Chicago Bulls star Zach LaVine has been open to a trade for months.
LaVine is averaging 21.7 points, 4.2 assists, and shooting 42.8% from three-point range. Those are all improvements from the 2023-24 season. The Bulls hoped a strong start to the season would boost LaVine’s trade value.
It has not, even as the February 6 trade deadline draws closer.
“Nothing has changed,” a close anonymous source told ESPN’s Brian Windhorst in a batch of intel published on December 13.
“Zach LaVine is having the best shooting season of his career, hitting 51% of his shots overall and 43% of his 3s. But despite this and even with more than a year on the trade block, there still hasn’t been any movement on a deal or any change of heart from LaVine and his desire to be moved from Chicago,” Windhorst wrote.
“LaVine has $89 million on his contract for this season and next and then has a $49 million player option for 2026-27 — plus a history of knee injuries. The Bulls have found those factors have largely frozen the market on him. With all of the new layers of restrictions affecting team building, trading for a player with a $40-plus million annual salary is complicated at best for most teams. LaVine, regardless of his fine play and 22 points-per-game scoring average, is stuck in a holding pattern.”
Zach LaVine in Loop on Bulls’ Trade Plans
“LaVine and center Nikola Vucevic know the Bulls are looking to trade them, and it likely would be to a contender once the market shifts closer to the trade deadline in February. They can help their own cause by playing the game the right way,” the Chicago Sun-Times’ Joe Cowley wrote in November.

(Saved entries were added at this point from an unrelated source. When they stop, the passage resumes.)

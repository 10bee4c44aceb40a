//! Producer-side view of the consumer's subscriptions.

use std::collections::HashMap;

use shared_types::{ItemName, SubscriptionId};

#[derive(Clone, Copy, Debug)]
struct ProducerSubscription {
    id: SubscriptionId,
    snapshot_sent: bool,
}

/// What to do with one simulator event.
#[derive(Clone, Copy, Debug, PartialEq, Eq)]
pub enum GateDecision {
    /// Nobody subscribed, or the subscription still waits for its snapshot.
    Drop,
    /// Publish, tagged with the subscription id and the corrected flag.
    Publish { id: SubscriptionId, is_snapshot: bool },
}

#[derive(Clone, Copy, Debug, PartialEq, Eq)]
pub enum UnsubscribeOutcome {
    Removed,
    NotSubscribed,
    /// The consumer referred to an older subscription; the live one stays.
    Mismatch { current: SubscriptionId },
}

/// Items the consumer subscribed to, keyed by item name.
#[derive(Debug, Default)]
pub struct ProducerRegistry {
    items: HashMap<ItemName, ProducerSubscription>,
}

impl ProducerRegistry {
    #[must_use]
    pub fn new() -> Self {
        Self::default()
    }

    /// Track `item` under `id`. Returns the id it replaces, if any.
    ///
    /// The new subscription owes the consumer a snapshot.
    pub fn subscribe(&mut self, item: ItemName, id: SubscriptionId) -> Option<SubscriptionId> {
        self.items
            .insert(
                item,
                ProducerSubscription {
                    id,
                    snapshot_sent: false,
                },
            )
            .map(|previous| previous.id)
    }

    pub fn unsubscribe(&mut self, item: &ItemName, id: SubscriptionId) -> UnsubscribeOutcome {
        match self.items.get(item) {
            None => UnsubscribeOutcome::NotSubscribed,
            Some(current) if current.id != id => UnsubscribeOutcome::Mismatch {
                current: current.id,
            },
            Some(_) => {
                self.items.remove(item);
                UnsubscribeOutcome::Removed
            }
        }
    }

    pub fn clear(&mut self) {
        self.items.clear();
    }

    #[must_use]
    pub fn len(&self) -> usize {
        self.items.len()
    }

    #[must_use]
    pub fn is_empty(&self) -> bool {
        self.items.is_empty()
    }

    #[must_use]
    pub fn contains(&self, item: &ItemName) -> bool {
        self.items.contains_key(item)
    }

    /// Decide whether a simulator event reaches the bus.
    ///
    /// Until the first snapshot of a subscription has gone out, deltas are
    /// withheld. Once it has, everything is published as a delta.
    pub fn gate(&mut self, item: &ItemName, is_snapshot: bool) -> GateDecision {
        let Some(subscription) = self.items.get_mut(item) else {
            return GateDecision::Drop;
        };

        if subscription.snapshot_sent {
            GateDecision::Publish {
                id: subscription.id,
                is_snapshot: false,
            }
        } else if is_snapshot {
            subscription.snapshot_sent = true;
            GateDecision::Publish {
                id: subscription.id,
                is_snapshot: true,
            }
        } else {
            GateDecision::Drop
        }
    }
}
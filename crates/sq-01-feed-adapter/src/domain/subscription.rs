//! A consumer's interest in one item.

use std::sync::atomic::{AtomicBool, Ordering};

use shared_types::SubscriptionId;

/// One live subscription, keyed by item in the registry.
///
/// The consumer handle is held and handed back on every update, never
/// inspected.
#[derive(Debug)]
pub struct Subscription<H> {
    id: SubscriptionId,
    handle: H,
    snapshot_sent: AtomicBool,
}

impl<H> Subscription<H> {
    #[must_use]
    pub fn new(id: SubscriptionId, handle: H) -> Self {
        Self {
            id,
            handle,
            snapshot_sent: AtomicBool::new(false),
        }
    }

    #[must_use]
    pub fn id(&self) -> SubscriptionId {
        self.id
    }

    #[must_use]
    pub fn handle(&self) -> &H {
        &self.handle
    }

    #[must_use]
    pub fn snapshot_sent(&self) -> bool {
        self.snapshot_sent.load(Ordering::Acquire)
    }

    /// Record that an update is about to be delivered.
    ///
    /// Returns `true` for exactly one caller between two resets: the one
    /// whose update becomes the item's snapshot. Safe under a shared lock.
    pub fn claim_snapshot(&self) -> bool {
        !self.snapshot_sent.swap(true, Ordering::AcqRel)
    }

    /// Make the next delivered update a snapshot again.
    pub fn reset_snapshot(&self) {
        self.snapshot_sent.store(false, Ordering::Release);
    }
}
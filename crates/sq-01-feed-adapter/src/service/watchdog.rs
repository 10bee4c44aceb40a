//! Producer watchdog.
//!
//! One task per producer epoch. It compares the stall counter with the value
//! it saw one interval earlier; an unchanged counter means no heartbeat or
//! update arrived in a whole interval.

use shared_types::ProducerEpoch;
use tracing::{debug, warn};

use super::FeedAdapter;
use crate::ports::ItemEventListener;

impl<L: ItemEventListener> FeedAdapter<L> {
    pub(crate) fn spawn_watchdog(&self, epoch: ProducerEpoch) {
        let weak = self.me.clone();
        let interval = self.config.watchdog_interval;

        self.runtime.spawn(async move {
            let mut last_seen = 0;
            loop {
                tokio::time::sleep(interval).await;
                let Some(adapter) = weak.upgrade() else {
                    return;
                };
                if !adapter.watchdog_check(epoch, &mut last_seen) {
                    return;
                }
            }
        });
    }

    /// One watchdog tick. Returns whether the watchdog should keep running.
    fn watchdog_check(&self, epoch: ProducerEpoch, last_seen: &mut u64) -> bool {
        let mut state = self.state.write();

        if state.liveness.epoch() != Some(epoch) || !state.liveness.bus_connected() {
            debug!(epoch = %epoch, "Watchdog retired");
            return false;
        }

        let counter = state.liveness.stall_counter();
        if counter == *last_seen {
            warn!(
                epoch = %epoch,
                interval_ms = self.config.watchdog_interval.as_millis() as u64,
                "No heartbeat within interval, producer considered down"
            );
            self.degrade(&mut state, "producer");
            return false;
        }

        *last_seen = counter;
        true
    }
}
//! Telemetry configuration from environment variables.

use std::env;

/// Configuration for logging output.
#[derive(Debug, Clone)]
pub struct TelemetryConfig {
    /// Service name recorded on startup
    pub service_name: String,

    /// Log level filter (trace, debug, info, warn, error) or a full directive
    pub log_level: String,

    /// Whether to emit logs on stdout at all
    pub console_output: bool,

    /// Whether to format logs as JSON
    pub json_logs: bool,
}

impl Default for TelemetryConfig {
    fn default() -> Self {
        Self {
            service_name: "stockquotes-feed".to_string(),
            log_level: "info".to_string(),
            console_output: true,
            json_logs: false,
        }
    }
}

impl TelemetryConfig {
    /// Create configuration from environment variables.
    ///
    /// # Environment Variables
    ///
    /// - `OTEL_SERVICE_NAME`: Service name (default: stockquotes-feed)
    /// - `SQ_LOG_LEVEL` or `RUST_LOG`: Log level (default: info)
    /// - `SQ_CONSOLE_OUTPUT`: Enable console output (default: true)
    /// - `SQ_JSON_LOGS`: Enable JSON logs (default: false in dev, true in containers)
    pub fn from_env() -> Self {
        let is_container =
            env::var("KUBERNETES_SERVICE_HOST").is_ok() || env::var("DOCKER_CONTAINER").is_ok();

        Self {
            service_name: env::var("OTEL_SERVICE_NAME")
                .unwrap_or_else(|_| "stockquotes-feed".to_string()),

            log_level: env::var("SQ_LOG_LEVEL")
                .or_else(|_| env::var("RUST_LOG"))
                .unwrap_or_else(|_| "info".to_string()),

            console_output: env::var("SQ_CONSOLE_OUTPUT")
                .map(|v| parse_flag(&v, true))
                .unwrap_or(true),

            json_logs: env::var("SQ_JSON_LOGS")
                .map(|v| parse_flag(&v, false))
                .unwrap_or(is_container),
        }
    }

    /// Configuration for one side of the feed (`adapter` or `generator`).
    pub fn for_component(component: &str) -> Self {
        let mut config = Self::from_env();
        config.service_name = format!("{}-{}", config.service_name, component);
        config
    }
}

fn parse_flag(value: &str, default: bool) -> bool {
    match value.to_lowercase().as_str() {
        "true" | "1" | "yes" => true,
        "false" | "0" | "no" => false,
        _ => default,
    }
}
//! Structured logging setup.
//!
//! JSON output carries target, thread id, file and line so log shippers can
//! index them; pretty output is meant for a developer terminal.

use tracing_subscriber::{layer::SubscriberExt, util::SubscriberInitExt, EnvFilter};

use crate::{TelemetryConfig, TelemetryError};

/// Install the global `tracing` subscriber.
///
/// `RUST_LOG` directives take precedence over `config.log_level`.
///
/// # Errors
///
/// `TelemetryError::LoggingInit` if the filter is malformed or a global
/// subscriber is already installed.
pub fn init_logging(config: &TelemetryConfig) -> Result<(), TelemetryError> {
    let env_filter = EnvFilter::try_from_default_env()
        .or_else(|_| EnvFilter::try_new(&config.log_level))
        .map_err(|e| TelemetryError::LoggingInit(e.to_string()))?;

    let registry = tracing_subscriber::registry().with(env_filter);

    if !config.console_output {
        registry
            .try_init()
            .map_err(|e| TelemetryError::LoggingInit(e.to_string()))?;
    } else if config.json_logs {
        let json_layer = tracing_subscriber::fmt::layer()
            .json()
            .with_target(true)
            .with_thread_ids(true)
            .with_file(true)
            .with_line_number(true);

        registry
            .with(json_layer)
            .try_init()
            .map_err(|e| TelemetryError::LoggingInit(e.to_string()))?;
    } else {
        let fmt_layer = tracing_subscriber::fmt::layer()
            .with_target(true)
            .with_thread_ids(false)
            .with_ansi(true);

        registry
            .with(fmt_layer)
            .try_init()
            .map_err(|e| TelemetryError::LoggingInit(e.to_string()))?;
    }

    tracing::info!(
        service = %config.service_name,
        json_logs = config.json_logs,
        "Logging initialized"
    );

    Ok(())
}
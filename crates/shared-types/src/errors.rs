//! # Error Types
//!
//! Defines the validation and decoding errors shared by both sides of the bus.

use thiserror::Error;

/// An item identifier that does not follow the `item<1..=30>` rule.
#[derive(Debug, Clone, PartialEq, Eq, Error)]
pub enum ItemError {
    /// The name does not start with the `item` prefix.
    #[error("Unexpected item {name}: missing '{prefix}' prefix")]
    MissingPrefix { name: String, prefix: &'static str },

    /// The suffix after the prefix is not a decimal integer.
    #[error("Unexpected item {name}: non-numeric item id")]
    NonNumeric { name: String },

    /// The numeric id is outside the admitted range.
    #[error("Unexpected item {name}: id {id} outside {min}..={max}")]
    OutOfRange { name: String, id: u32, min: u32, max: u32 },
}

impl ItemError {
    /// The rejected item name.
    #[must_use]
    pub fn name(&self) -> &str {
        match self {
            Self::MissingPrefix { name, .. }
            | Self::NonNumeric { name }
            | Self::OutOfRange { name, .. } => name,
        }
    }
}

/// A control string received on the request channel that cannot be parsed.
#[derive(Debug, Clone, PartialEq, Eq, Error)]
pub enum ControlParseError {
    /// The text does not start with a known command.
    #[error("Unknown control request: {0}")]
    UnknownCommand(String),

    /// A subscribe/unsubscribe request lacks the `_` separator.
    #[error("Control request {0} has no '_' separator")]
    MissingSeparator(String),

    /// The part after `_` is not a valid subscription id.
    #[error("Control request {text} carries an invalid subscription id")]
    InvalidSubscriptionId { text: String },

    /// The item part is not a valid item name.
    #[error("Control request carries an invalid item: {0}")]
    InvalidItem(#[from] ItemError),
}

/// A payload on the update channel that cannot be decoded or encoded.
#[derive(Debug, Error)]
pub enum WireError {
    /// JSON (de)serialization failed.
    #[error("Malformed bus message: {0}")]
    Json(#[from] serde_json::Error),

    /// The request channel carried bytes that are not UTF-8 text.
    #[error("Control request is not valid UTF-8")]
    NotText,
}
//! Ports layer for the feed adapter.
//!
//! ## Hexagonal Architecture
//!
//! - **Inbound Ports**: `DataProvider` (subscribe / unsubscribe)
//! - **Outbound Ports**: `ItemEventListener` (consumer callback), plus the
//!   `shared_bus::Transport` the adapter talks to the generator through

pub mod inbound;
pub mod outbound;

pub use inbound::DataProvider;
pub use outbound::ItemEventListener;
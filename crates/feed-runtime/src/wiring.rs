//! Process wiring: broker, generator, adapter and consumer.

use std::sync::Arc;

use shared_bus::{InMemoryBroker, InMemoryTransport, Role, Transport};
use sq_01_feed_adapter::{DataProvider, FeedAdapter, FeedStatus};
use sq_02_feed_generator::{FeedSimulator, Generator};
use tokio::runtime::Handle;
use tracing::info;

use crate::config::RuntimeConfig;
use crate::consumer::LoggingConsumer;
use crate::error::RuntimeError;

pub struct FeedRuntime {
    config: RuntimeConfig,
    broker: Arc<InMemoryBroker>,
    generator: Arc<Generator>,
    adapter: Arc<FeedAdapter<LoggingConsumer>>,
    consumer: Arc<LoggingConsumer>,
}

impl FeedRuntime {
    /// Build every component. Nothing connects until `start`.
    pub fn build(config: RuntimeConfig, runtime: Handle) -> Result<Self, RuntimeError> {
        config.validate()?;

        let broker = Arc::new(InMemoryBroker::new());
        broker.declare(&config.bus.queue_name);
        broker.declare(&config.bus.topic_name);

        let endpoint = |role: Role| -> Arc<dyn Transport> {
            Arc::new(InMemoryTransport::new(
                Arc::clone(&broker),
                role,
                config.bus.queue_name.clone(),
                config.bus.topic_name.clone(),
                runtime.clone(),
            ))
        };

        let generator_config = config.generator_config();
        let simulator = Arc::new(FeedSimulator::new(
            generator_config.tick_interval,
            generator_config.seed,
        ));
        let generator = Generator::new(
            generator_config,
            endpoint(Role::Generator),
            simulator,
            runtime.clone(),
        )?;

        let consumer = Arc::new(LoggingConsumer::new());
        let adapter = FeedAdapter::new(
            config.adapter_config(),
            endpoint(Role::Adapter),
            Arc::clone(&consumer),
            runtime,
        )?;

        Ok(Self {
            config,
            broker,
            generator,
            adapter,
            consumer,
        })
    }

    /// Start both sides and subscribe the configured items.
    pub fn start(&self) -> Result<(), RuntimeError> {
        info!(
            bus = %self.config.bus.url,
            queue = %self.config.bus.queue_name,
            topic = %self.config.bus.topic_name,
            epoch = %self.generator.epoch(),
            "Starting feed runtime"
        );
        self.generator.start();
        self.adapter.start();

        for item in &self.config.items {
            self.adapter.subscribe(item, item.clone())?;
        }
        info!(items = self.config.items.len(), "Feed runtime running");
        Ok(())
    }

    pub fn shutdown(&self) {
        info!("Initiating graceful shutdown...");
        self.adapter.shutdown();
        self.generator.shutdown();
        info!(
            snapshots = self.consumer.snapshots(),
            deltas = self.consumer.deltas(),
            routed = self.broker.messages_routed(),
            "Shutdown complete"
        );
    }

    #[must_use]
    pub fn status(&self) -> FeedStatus {
        self.adapter.status()
    }

    #[must_use]
    pub fn broker(&self) -> &Arc<InMemoryBroker> {
        &self.broker
    }

    #[must_use]
    pub fn adapter(&self) -> &Arc<FeedAdapter<LoggingConsumer>> {
        &self.adapter
    }

    #[must_use]
    pub fn generator(&self) -> &Arc<Generator> {
        &self.generator
    }

    #[must_use]
    pub fn consumer(&self) -> &Arc<LoggingConsumer> {
        &self.consumer
    }
}
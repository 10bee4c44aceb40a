//! # Stock Quotes Feed Test Suite
//!
//! End-to-end scenarios running a real generator and a real adapter over
//! the in-memory broker.
//!
//! ## Structure
//!
//! ```text
//! tests/src/
//! └── integration/
//!     ├── fixtures.rs   # Deployment builder, recording consumer
//!     ├── delivery.rs   # Snapshot-once, unsubscribe
//!     ├── liveness.rs   # Producer restarts and stalls
//!     └── recovery.rs   # Broker outages
//! ```
//!
//! ## Running Tests
//!
//! ```bash
//! cargo test -p sq-tests
//! cargo test -p sq-tests integration::recovery::
//! ```

#![allow(dead_code)]

pub mod integration;
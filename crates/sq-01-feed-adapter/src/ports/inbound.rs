//! Driving Ports (API - Inbound)
//!
//! What the consumer calls on the adapter.

use shared_types::SubscriptionId;

use crate::error::SubscriptionResult;

/// Subscription management offered to the consumer.
///
/// `H` is the consumer's opaque handle, returned untouched with every
/// update for the subscription.
pub trait DataProvider<H>: Send + Sync {
    /// Start receiving updates for `item`.
    ///
    /// The first update delivered for the subscription is always flagged as
    /// its snapshot; while the feed is down that is a locally synthesized
    /// inactive snapshot.
    fn subscribe(&self, item: &str, handle: H) -> SubscriptionResult<SubscriptionId>;

    /// Stop receiving updates for `item`.
    fn unsubscribe(&self, item: &str) -> SubscriptionResult<()>;

    /// Whether a snapshot can be produced for `item`.
    ///
    /// Always true: the item schema is known, so an inactive snapshot can be
    /// synthesized even without a producer.
    fn is_snapshot_available(&self, item: &str) -> bool;
}
//! # sq-02-feed-generator
//!
//! Producer-side end of the stock quotes feed.
//!
//! ## Overview
//!
//! - **Control requests**: `reset`, `subscribe<item>_<id>` and
//!   `unsubscribe<item>_<id>` arrive on the request queue
//! - **Snapshot gate**: every subscription gets exactly one snapshot, deltas
//!   for it are withheld until then
//! - **Heartbeats**: published every second, tagged with the epoch of this
//!   producer run
//! - **Quote simulation**: a random walk over `item1`..`item30`
//!
//! A lost bus connection drops every subscription; the consumer replays
//! them once it hears the next heartbeat.

pub mod config;
pub mod domain;
pub mod ports;
pub mod service;
pub mod simulator;

pub use config::GeneratorConfig;
pub use ports::FeedListener;
pub use service::Generator;
pub use simulator::FeedSimulator;
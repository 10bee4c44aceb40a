//! Simulated stock quote.
//!
//! Each tick moves the last price by a bounded random step around the
//! reference price, then rebuilds the book (bid/ask and quantities).

use rand::Rng;
use shared_types::FieldMap;

/// Display names of the simulated stocks, `item1` first.
pub const STOCK_NAMES: [&str; 30] = [
    "Anduct",
    "Ations Europe",
    "Bagies Consulting",
    "BAY Corporation",
    "CON Consulting",
    "Corcor PLC",
    "CVS Asia",
    "Datio PLC",
    "Dentems",
    "ELE Manufacturing",
    "Exacktum Systems",
    "Finapple",
    "Finance Bank",
    "Flosmaping",
    "Garcel",
    "Hapepix",
    "Hogni",
    "Ibertrust",
    "IMSI Ltd",
    "Jaktum Corp",
    "Jackowsky",
    "Jenbond",
    "Lomio",
    "Mapicos",
    "Meowpet",
    "Mossup",
    "Novatrip",
    "Pragmatic",
    "Qesa",
    "Zeolith",
];

/// Largest relative move of one tick.
const MAX_STEP: f64 = 0.01;

/// Prices never drift further than this from the reference.
const MAX_DRIFT: f64 = 0.5;

#[derive(Clone, Debug)]
pub struct StockQuote {
    name: &'static str,
    ref_price: f64,
    open_price: f64,
    last_price: f64,
    min: f64,
    max: f64,
    bid: f64,
    ask: f64,
    bid_quantity: u32,
    ask_quantity: u32,
    time: String,
}

impl StockQuote {
    /// A quote opened at `ref_price`, not traded yet.
    #[must_use]
    pub fn new(name: &'static str, ref_price: f64) -> Self {
        Self {
            name,
            ref_price,
            open_price: ref_price,
            last_price: ref_price,
            min: ref_price,
            max: ref_price,
            bid: ref_price,
            ask: ref_price,
            bid_quantity: 0,
            ask_quantity: 0,
            time: format_time(0),
        }
    }

    #[must_use]
    pub fn name(&self) -> &'static str {
        self.name
    }

    #[must_use]
    pub fn last_price(&self) -> f64 {
        self.last_price
    }

    /// Apply one random trade at `unix_secs`.
    pub fn advance<R: Rng + ?Sized>(&mut self, rng: &mut R, unix_secs: u64) {
        let step = rng.gen_range(-MAX_STEP..=MAX_STEP);
        let floor = self.ref_price * (1.0 - MAX_DRIFT);
        let ceiling = self.ref_price * (1.0 + MAX_DRIFT);
        self.last_price = round_cents((self.last_price * (1.0 + step)).clamp(floor, ceiling));

        self.min = self.min.min(self.last_price);
        self.max = self.max.max(self.last_price);

        let spread = round_cents(self.last_price * rng.gen_range(0.0005..=0.002)).max(0.01);
        self.bid = round_cents(self.last_price - spread);
        self.ask = round_cents(self.last_price + spread);
        self.bid_quantity = rng.gen_range(1..=50) * 100;
        self.ask_quantity = rng.gen_range(1..=50) * 100;
        self.time = format_time(unix_secs);
    }

    /// Every field of the quote, as published on the bus.
    #[must_use]
    pub fn fields(&self) -> FieldMap {
        let pct_change = (self.last_price - self.ref_price) / self.ref_price * 100.0;

        FieldMap::from([
            ("stock_name".to_string(), self.name.to_string()),
            ("item_status".to_string(), "active".to_string()),
            ("time".to_string(), self.time.clone()),
            ("last_price".to_string(), format!("{:.2}", self.last_price)),
            ("ask".to_string(), format!("{:.2}", self.ask)),
            ("bid".to_string(), format!("{:.2}", self.bid)),
            ("bid_quantity".to_string(), self.bid_quantity.to_string()),
            ("ask_quantity".to_string(), self.ask_quantity.to_string()),
            ("pct_change".to_string(), format!("{pct_change:.2}")),
            ("min".to_string(), format!("{:.2}", self.min)),
            ("max".to_string(), format!("{:.2}", self.max)),
            ("ref_price".to_string(), format!("{:.2}", self.ref_price)),
            ("open_price".to_string(), format!("{:.2}", self.open_price)),
        ])
    }
}

fn round_cents(value: f64) -> f64 {
    (value * 100.0).round() / 100.0
}

/// `HH:MM:SS` of the day, UTC.
fn format_time(unix_secs: u64) -> String {
    let secs = unix_secs % 86_400;
    format!("{:02}:{:02}:{:02}", secs / 3600, secs % 3600 / 60, secs % 60)
}
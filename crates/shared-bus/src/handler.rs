//! # Bus Handler
//!
//! Wraps a `Transport` with the two outbound encoders used by the feed:
//! control requests (text) and bus messages (JSON). Each encoder writes into
//! an envelope taken from its own `MessagePool`, so steady-state sending does
//! not allocate.

use std::io::Write;
use std::sync::{Arc, Weak};

use shared_types::{BusMessage, ControlRequest};
use tracing::{debug, error};

use crate::pool::{Envelope, MessagePool, PoolError};
use crate::transport::{Channel, InboundListener, Transport, TransportError};

/// Default number of envelopes added to a pool when it runs dry.
pub const DEFAULT_POOL_BATCH: usize = 15;

/// Pooled outbound encoding on top of a transport.
pub struct BusHandler {
    transport: Arc<dyn Transport>,
    requests: MessagePool<Vec<u8>>,
    updates: MessagePool<Vec<u8>>,
}

impl BusHandler {
    /// Create a handler whose pools grow by `pool_batch` envelopes.
    ///
    /// # Errors
    ///
    /// `PoolError::EmptyBatch` if `pool_batch` is zero.
    pub fn new(transport: Arc<dyn Transport>, pool_batch: usize) -> Result<Self, PoolError> {
        Ok(Self {
            transport,
            requests: MessagePool::new("requests", pool_batch)?,
            updates: MessagePool::new("updates", pool_batch)?,
        })
    }

    /// Open a session on the underlying transport.
    pub async fn connect(&self) -> Result<(), TransportError> {
        self.transport.connect().await
    }

    /// Close the current session, if any.
    pub fn reset(&self) {
        self.transport.reset();
    }

    /// Register the receiver of inbound traffic.
    pub fn set_listener(&self, listener: Weak<dyn InboundListener>) {
        self.transport.set_listener(listener);
    }

    /// Send a control request on the request queue.
    pub fn send_request(&self, request: &ControlRequest) -> Result<(), TransportError> {
        let mut envelope = self.requests.acquire();
        let result = write!(&mut *envelope, "{request}")
            .map_err(|e| TransportError::Encode(e.to_string()))
            .and_then(|()| self.transport.send(Channel::Requests, &envelope));
        Self::give_back(&self.requests, envelope);

        if result.is_ok() {
            debug!(request = %request, "Control request sent");
        }
        result
    }

    /// Publish a heartbeat or update on the update topic.
    pub fn publish(&self, message: &BusMessage) -> Result<(), TransportError> {
        let mut envelope = self.updates.acquire();
        let result = message
            .encode_into(&mut envelope)
            .map_err(|e| TransportError::Encode(e.to_string()))
            .and_then(|()| self.transport.send(Channel::Updates, &envelope));
        Self::give_back(&self.updates, envelope);
        result
    }

    /// Pool backing control requests.
    #[must_use]
    pub fn request_pool(&self) -> &MessagePool<Vec<u8>> {
        &self.requests
    }

    /// Pool backing published bus messages.
    #[must_use]
    pub fn update_pool(&self) -> &MessagePool<Vec<u8>> {
        &self.updates
    }

    fn give_back(pool: &MessagePool<Vec<u8>>, envelope: Envelope<Vec<u8>>) {
        if let Err(e) = pool.release(envelope) {
            error!(error = %e, "Failed to return envelope to pool");
        }
    }
}

#[cfg(test)]
pub(crate) mod test_support {
    use super::*;
    use async_trait::async_trait;
    use parking_lot::Mutex;

    /// Transport double recording every sent payload.
    #[derive(Default)]
    pub struct RecordingTransport {
        pub sent: Mutex<Vec<(Channel, Vec<u8>)>>,
        pub resets: Mutex<usize>,
        pub fail_sends: Mutex<bool>,
    }

    impl RecordingTransport {
        pub fn sent_text(&self, channel: Channel) -> Vec<String> {
            self.sent
                .lock()
                .iter()
                .filter(|(c, _)| *c == channel)
                .map(|(_, bytes)| String::from_utf8_lossy(bytes).into_owned())
                .collect()
        }
    }

    #[async_trait]
    impl Transport for RecordingTransport {
        async fn connect(&self) -> Result<(), TransportError> {
            Ok(())
        }

        fn reset(&self) {
            *self.resets.lock() += 1;
        }

        fn send(&self, channel: Channel, payload: &[u8]) -> Result<(), TransportError> {
            if *self.fail_sends.lock() {
                return Err(TransportError::NotReady);
            }
            self.sent.lock().push((channel, payload.to_vec()));
            Ok(())
        }

        fn set_listener(&self, _listener: Weak<dyn InboundListener>) {}
    }
}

“Both players know that once the Bulls get to the midway point of the season, rotations and minutes might change in an effort to make sure the team keeps its top-10-protected first-round draft pick out of the Spurs’ hands next summer.”
That timeline would put a potential decision on LaVine’s (and Vucevic’s) future around three weeks before the trade deadline.
However, LaVine has been aware and open to the Bulls’ plan for months.
LaVine’s agent, Klutch Sports CEO Rich Paul, defended his client. Reports about concerns teams might have about trading for him circulated.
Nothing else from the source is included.